De plus, il est secoué par les États nationalistes qui s’éveillent et expriment leur désir d’indépendance. Ainsi, au cœur des minorités chrétiennes de la péninsule balkanique, mais aussi des États arabes, kurdes, albanais et arméniens, la révolte gronde. C’est dans un climat d’instabilité croissante et de multiplication des conflits que le traité de Sèvres est signé le 10 août 1920, marquant la fin de l’emprise ottomane.
Les pays arabophones sont alors détachés de la domination ottomane et deviennent théoriquement indépendants. L’Empire ottoman se voit ainsi amputé d’une grande partie de son territoire et sa souveraineté est fortement limitée. En déclin, il se transforme donc, au lendemain de la Première Guerre mondiale, en la République de Turquie.
C’est ainsi qu’après la Grande Guerre, un État démocratique voit le jour. Il émerge des décombres d’un des empires les plus prospères et puissants de l’histoire. Cette nation est le fruit de la volonté d’un homme : Mustafa Kemal Atatürk.
En tant que père fondateur d’une république parlementaire, il s’efforce de construire un État moderne affranchi de toute tutelle étrangère. La Turquie, créée sous l’impulsion d’Atatürk, reste à ce jour un pays musulman qui a réussi à se moderniser et à s’industrialiser grâce aux réformes révolutionnaires du kémalisme. Cependant, dans ce pays, l’histoire et les bouleversements géopolitiques ont constamment suscité des questions sur l’identité nationale et la quête de puissance.
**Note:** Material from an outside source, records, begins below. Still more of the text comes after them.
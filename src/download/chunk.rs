//! Byte ranges, chunks and the chunk planner.
//!
//! [`plan_chunks`] splits a resource into an ordered list of [`ByteRange`]s
//! whose union is exactly `[0, total_size)`. Each range becomes a [`Chunk`],
//! which additionally tracks how many bytes its fetcher has written so far.
//!
//! # Examples
//!
//! ```rust
//! use parfetch::download::{plan_chunks, ByteRange};
//!
//! // 10 bytes, 3 workers, chunks between 2 and 8 bytes.
//! let ranges = plan_chunks(10, true, 3, 2, 8)?;
//! assert_eq!(
//!     ranges,
//!     vec![
//!         ByteRange::Span { start: 0, end: 2 },
//!         ByteRange::Span { start: 3, end: 5 },
//!         ByteRange::Span { start: 6, end: 9 },
//!     ]
//! );
//!
//! // Without range support there is a single whole-stream range.
//! let ranges = plan_chunks(10, false, 3, 2, 8)?;
//! assert_eq!(ranges, vec![ByteRange::Full { size: Some(10) }]);
//! # Ok::<(), parfetch::Error>(())
//! ```

use crate::error::{Error, Result};

use std::fmt;
use std::sync::atomic::{AtomicBool, AtomicU64, Ordering};

/// A contiguous part of the remote resource.
#[derive(Debug, Clone, Copy, PartialEq, Eq)]
pub enum ByteRange {
    /// The whole stream, requested without a `Range` header.
    ///
    /// `size` is the expected length when the server reported one.
    Full { size: Option<u64> },
    /// Bytes `start..=end` of the resource.
    Span { start: u64, end: u64 },
}

impl ByteRange {
    /// Offset of the first byte of the range in the destination file.
    pub fn start(&self) -> u64 {
        match self {
            ByteRange::Full { .. } => 0,
            ByteRange::Span { start, .. } => *start,
        }
    }

    /// Number of bytes in the range, `None` when the length is unknown.
    pub fn len(&self) -> Option<u64> {
        match self {
            ByteRange::Full { size } => *size,
            ByteRange::Span { start, end } => Some(end - start + 1),
        }
    }

    /// Whether the range is known to hold no bytes.
    pub fn is_empty(&self) -> bool {
        self.len() == Some(0)
    }

    /// The part of this range left after `written` bytes have been stored.
    ///
    /// Only spans can be resumed; a whole-stream range must restart from the
    /// beginning, so `None` is returned once any of it has been written.
    pub fn resume_from(&self, written: u64) -> Option<ByteRange> {
        match *self {
            ByteRange::Full { .. } if written == 0 => Some(*self),
            ByteRange::Full { .. } => None,
            ByteRange::Span { start, end } => Some(ByteRange::Span {
                start: start + written,
                end,
            }),
        }
    }
}

impl fmt::Display for ByteRange {
    fn fmt(&self, f: &mut fmt::Formatter<'_>) -> fmt::Result {
        match self {
            ByteRange::Full { size: Some(size) } => write!(f, "0-{} (whole)", size),
            ByteRange::Full { size: None } => write!(f, "0- (whole)"),
            ByteRange::Span { start, end } => write!(f, "{}-{}", start, end),
        }
    }
}

/// One planned range and the progress of the fetcher assigned to it.
///
/// Only that fetcher advances the cursor; the coordinator reads it to decide
/// whether a failed chunk can be resumed and whether all chunks completed.
#[derive(Debug)]
pub struct Chunk {
    index: usize,
    range: ByteRange,
    written: AtomicU64,
    complete: AtomicBool,
}

impl Chunk {
    /// Creates a chunk with an empty write cursor.
    pub fn new(index: usize, range: ByteRange) -> Self {
        Self {
            index,
            range,
            written: AtomicU64::new(0),
            complete: AtomicBool::new(false),
        }
    }

    /// Position of the chunk in the plan.
    pub fn index(&self) -> usize {
        self.index
    }

    /// The planned range.
    pub fn range(&self) -> ByteRange {
        self.range
    }

    /// Bytes written to the destination so far.
    pub fn written(&self) -> u64 {
        self.written.load(Ordering::Acquire)
    }

    /// Bytes still expected, `None` when the range length is unknown.
    pub fn remaining(&self) -> Option<u64> {
        self.range.len().map(|len| len.saturating_sub(self.written()))
    }

    /// Whether the chunk has been fully written and flushed.
    pub fn is_complete(&self) -> bool {
        self.complete.load(Ordering::Acquire)
    }

    pub(crate) fn advance(&self, n: u64) {
        self.written.fetch_add(n, Ordering::AcqRel);
    }

    pub(crate) fn mark_complete(&self) {
        self.complete.store(true, Ordering::Release);
    }
}

/// Split a resource into consecutive ranges.
///
/// When the resource is not rangeable or its size is unknown (`0`), a single
/// whole-stream range is returned. Otherwise the target chunk count is
/// `min(concurrency, total_size / min_chunk_size)`, at least one, and each
/// chunk is `total_size / count` bytes clamped to the bounds. The remainder is
/// folded into the last chunk when it still fits under `max_chunk_size`, and
/// becomes one shorter trailing chunk otherwise.
///
/// A `concurrency` of `0` is treated as `1`. Fails with [`Error::Planning`]
/// when `min_chunk_size` is zero or larger than `max_chunk_size`.
pub fn plan_chunks(
    total_size: u64,
    rangeable: bool,
    concurrency: usize,
    min_chunk_size: u64,
    max_chunk_size: u64,
) -> Result<Vec<ByteRange>> {
    if min_chunk_size == 0 {
        return Err(Error::Planning("minimum chunk size must be positive".into()));
    }
    if min_chunk_size > max_chunk_size {
        return Err(Error::Planning(format!(
            "minimum chunk size {} exceeds maximum chunk size {}",
            min_chunk_size, max_chunk_size
        )));
    }

    if !rangeable || total_size == 0 {
        let size = (total_size > 0).then_some(total_size);
        return Ok(vec![ByteRange::Full { size }]);
    }

    let concurrency = concurrency.max(1) as u64;
    let count = concurrency.min(total_size / min_chunk_size).max(1);
    let chunk_size = (total_size / count).clamp(min_chunk_size, max_chunk_size);

    if total_size <= chunk_size {
        return Ok(vec![ByteRange::Span {
            start: 0,
            end: total_size - 1,
        }]);
    }

    let full_chunks = total_size / chunk_size;
    let remainder = total_size % chunk_size;
    let mut ranges: Vec<ByteRange> = (0..full_chunks)
        .map(|i| ByteRange::Span {
            start: i * chunk_size,
            end: (i + 1) * chunk_size - 1,
        })
        .collect();

    if remainder > 0 {
        if chunk_size + remainder <= max_chunk_size {
            if let Some(ByteRange::Span { end, .. }) = ranges.last_mut() {
                *end = total_size - 1;
            }
        } else {
            ranges.push(ByteRange::Span {
                start: full_chunks * chunk_size,
                end: total_size - 1,
            });
        }
    }

    Ok(ranges)
}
Le Père fondateur d’une démocratie turque
Il y a un siècle, Mustafa Kemal Atatürk a dirigé le mouvement nationaliste et a résisté, stoppant ainsi l’avancée des Alliés sur le territoire. Après le traité de Sèvres, la montée du nationalisme s’est intensifiée, et Atatürk a mobilisé le peuple pour résoudre le conflit gréco-turc.
Refusant le démembrement de son pays, il a mené la guerre d’indépendance, reprenant la partie colonisée par les Grecs avec l’armée nationaliste. Cet homme proche du peuple a conçu un projet ambitieux pour un État laïc, s’éloignant de la domination de l’islam. Avec ses yeux bleus et sa grandeur physique et intellectuelle, il est resté une icône. Il a été un général sans égal et un législateur inspiré. Alors que l’Empire ottoman s’effondrait et que des décennies de guerre avaient appauvri le pays, Atatürk a réformé la Turquie en faisant une nation moderne, en plaçant l’indépendance turque au cœur de sa mission. Il a mis en place des politiques progressistes kémalistes.
Favorisant des doctrines économiques et sociales, il s’est engagé à élever la nation. Ainsi, il a fait construire au cœur de l’Orient une démocratie chère au cœur de nombreux Turcs. Il a également restauré l’honneur et la fierté du peuple, guérissant les blessures infligées par des siècles d’histoire. En tant que nouveau président, il a su regarder vers l’avenir et établir un gouvernement séculier. Cependant, des tensions ont émergé entre les fervents défenseurs de la nation et les partisans d’une influence religieuse, créant ainsi des conflits.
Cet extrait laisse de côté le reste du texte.